MaxwellBuchanan, Mar 06 2008
  

       It would be a nice conversational point.   

       Did anyone else see the title as "Fornication Furniture" at first glance?
Shadow Phoenix, Mar 07 2008
  

       add a hopper for organic waste, so they could eat.
copycat042, Mar 07 2008
  

       I had a dream years ago of making a huge ant farm from one of those extra deep picture frames. It fell apart when I discovered delivery of live ants requires a signature in person. My boss was very indulgent, but having bugs delivered to the loading dock was not on.
stoaty, Mar 08 2008
  

       @ Wagster   

       Nice to know that you feed them with cooked meat, but what does your formicarium looks like? the typical glass type? or the jar? does it qualify as a furniture?
efmp1987, Mar 11 2008
  

       [efmp] I think you meant me rather than [Wagster]? Anyway, their present formicarium is just a regular aquarium. Their deluxe home is under construction, complete with double glazing. (Seriously- for tropical ants you need double glazing, otherwise the glass is always covered in condensation).   
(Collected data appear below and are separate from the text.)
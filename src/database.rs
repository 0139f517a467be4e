//! Database models and operations

use chrono::{DateTime, NaiveDate, Utc};
use serde::{Deserialize, Serialize};
use sqlx::{sqlite::SqlitePoolOptions, SqlitePool};

#[derive(Debug, Clone, Serialize, Deserialize, sqlx::FromRow)]
pub struct User {
    pub id: String,
    pub email: String,
    #[serde(skip_serializing, default)]
    pub auth_hash: String,
    pub created_at: DateTime<Utc>,
    pub last_login: Option<DateTime<Utc>>,
}

/// User shape exposed over the wire; never carries the password hash.
#[derive(Debug, Clone, Serialize, Deserialize)]
pub struct PublicUser {
    pub id: String,
    pub email: String,
    pub created_at: DateTime<Utc>,
}

impl From<User> for PublicUser {
    fn from(user: User) -> Self {
        Self {
            id: user.id,
            email: user.email,
            created_at: user.created_at,
        }
    }
}

#[derive(Debug, Clone, Serialize, Deserialize, sqlx::FromRow)]
pub struct Product {
    pub product_id: String,
    pub name: String,
    pub batch_number: Option<String>,
    pub origin_country: Option<String>,
    pub expiration_date: Option<NaiveDate>,
    pub description: Option<String>,
    pub owner_id: String,
    pub created_at: DateTime<Utc>,
    pub updated_at: Option<DateTime<Utc>>,
}

/// Initialize the database and run migrations
pub async fn init_db(database_url: &str) -> Result<SqlitePool, sqlx::Error> {
    // Create the database file if it doesn't exist
    if database_url.starts_with("sqlite://") {
        let path = database_url.trim_start_matches("sqlite://");
        if path != ":memory:" {
            if let Some(parent) = std::path::Path::new(path).parent() {
                std::fs::create_dir_all(parent).ok();
            }
        }
    }

    // An in-memory database exists per connection, so the pool must hold a
    // single connection open for the database to survive.
    let in_memory = database_url.contains(":memory:");
    let options = if in_memory {
        SqlitePoolOptions::new()
            .max_connections(1)
            .min_connections(1)
            .idle_timeout(None)
            .max_lifetime(None)
    } else {
        SqlitePoolOptions::new().max_connections(5)
    };

    let pool = options.connect(database_url).await?;

    sqlx::migrate!("./migrations").run(&pool).await?;

    Ok(pool)
}

/// Create a new user
pub async fn create_user(pool: &SqlitePool, user: &User) -> Result<(), sqlx::Error> {
    sqlx::query(
        r#"
        INSERT INTO users (id, email, auth_hash, created_at, last_login)
        VALUES (?1, ?2, ?3, ?4, ?5)
        "#,
    )
    .bind(&user.id)
    .bind(&user.email)
    .bind(&user.auth_hash)
    .bind(user.created_at)
    .bind(user.last_login)
    .execute(pool)
    .await?;

    Ok(())
}

/// Get user by email
pub async fn get_user_by_email(
    pool: &SqlitePool,
    email: &str,
) -> Result<Option<User>, sqlx::Error> {
    sqlx::query_as::<_, User>(
        r#"
        SELECT id, email, auth_hash, created_at, last_login
        FROM users
        WHERE email = ?1
        "#,
    )
    .bind(email)
    .fetch_optional(pool)
    .await
}

/// Get user by ID
pub async fn get_user_by_id(pool: &SqlitePool, id: &str) -> Result<Option<User>, sqlx::Error> {
    sqlx::query_as::<_, User>(
        r#"
        SELECT id, email, auth_hash, created_at, last_login
        FROM users
        WHERE id = ?1
        "#,
    )
    .bind(id)
    .fetch_optional(pool)
    .await
}

/// Update last login time
pub async fn update_last_login(pool: &SqlitePool, user_id: &str) -> Result<(), sqlx::Error> {
    sqlx::query(r#"UPDATE users SET last_login = ?1 WHERE id = ?2"#)
        .bind(Utc::now())
        .bind(user_id)
        .execute(pool)
        .await?;

    Ok(())
}

/// List every product owned by a user
pub async fn list_products_by_owner(
    pool: &SqlitePool,
    owner_id: &str,
) -> Result<Vec<Product>, sqlx::Error> {
    sqlx::query_as::<_, Product>(
        r#"
        SELECT product_id, name, batch_number, origin_country, expiration_date,
               description, owner_id, created_at, updated_at
        FROM products
        WHERE owner_id = ?1
        ORDER BY created_at DESC
        "#,
    )
    .bind(owner_id)
    .fetch_all(pool)
    .await
}

/// Get product by ID, regardless of owner
pub async fn get_product(pool: &SqlitePool, id: &str) -> Result<Option<Product>, sqlx::Error> {
    sqlx::query_as::<_, Product>(
        r#"
        SELECT product_id, name, batch_number, origin_country, expiration_date,
               description, owner_id, created_at, updated_at
        FROM products
        WHERE product_id = ?1
        "#,
    )
    .bind(id)
    .fetch_optional(pool)
    .await
}

/// Insert a product
pub async fn insert_product(pool: &SqlitePool, product: &Product) -> Result<(), sqlx::Error> {
    sqlx::query(
        r#"
        INSERT INTO products (product_id, name, batch_number, origin_country,
                              expiration_date, description, owner_id, created_at, updated_at)
        VALUES (?1, ?2, ?3, ?4, ?5, ?6, ?7, ?8, ?9)
        "#,
    )
    .bind(&product.product_id)
    .bind(&product.name)
    .bind(&product.batch_number)
    .bind(&product.origin_country)
    .bind(product.expiration_date)
    .bind(&product.description)
    .bind(&product.owner_id)
    .bind(product.created_at)
    .bind(product.updated_at)
    .execute(pool)
    .await?;

    Ok(())
}

/// Persist an updated product, keyed by its ID
pub async fn update_product(pool: &SqlitePool, product: &Product) -> Result<(), sqlx::Error> {
    sqlx::query(
        r#"
        UPDATE products
        SET name = ?1, batch_number = ?2, origin_country = ?3,
            expiration_date = ?4, description = ?5, updated_at = ?6
        WHERE product_id = ?7
        "#,
    )
    .bind(&product.name)
    .bind(&product.batch_number)
    .bind(&product.origin_country)
    .bind(product.expiration_date)
    .bind(&product.description)
    .bind(product.updated_at)
    .bind(&product.product_id)
    .execute(pool)
    .await?;

    Ok(())
}

/// Delete a product by ID
pub async fn delete_product(pool: &SqlitePool, id: &str) -> Result<(), sqlx::Error> {
    sqlx::query(r#"DELETE FROM products WHERE product_id = ?1"#)
        .bind(id)
        .execute(pool)
        .await?;

    Ok(())
}

/// Count of products owned by a user
pub async fn count_products_by_owner(
    pool: &SqlitePool,
    owner_id: &str,
) -> Result<i64, sqlx::Error> {
    sqlx::query_scalar::<_, i64>(r#"SELECT COUNT(*) FROM products WHERE owner_id = ?1"#)
        .bind(owner_id)
        .fetch_one(pool)
        .await
}

/// Count of a user's products expiring on or before a date
pub async fn count_products_expiring_by(
    pool: &SqlitePool,
    owner_id: &str,
    cutoff: NaiveDate,
) -> Result<i64, sqlx::Error> {
    sqlx::query_scalar::<_, i64>(
        r#"
        SELECT COUNT(*) FROM products
        WHERE owner_id = ?1
          AND expiration_date IS NOT NULL
          AND expiration_date <= ?2
        "#,
    )
    .bind(owner_id)
    .bind(cutoff)
    .fetch_one(pool)
    .await
}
       I'm also converting a very early Toshiba laptop into a formicarium for smaller ants.
MaxwellBuchanan, Mar 11 2008
  

       //I'm just about to order a colony of weaver ants, which are bigger and meaner and don't hibernate.//   

       You might like to consider inch-long brick-red bull ants, simply because they're the only ants I know that rear up and stare back at you. It's a bit disconcerting the first couple of times, but it would make your lab pets more of a talking point.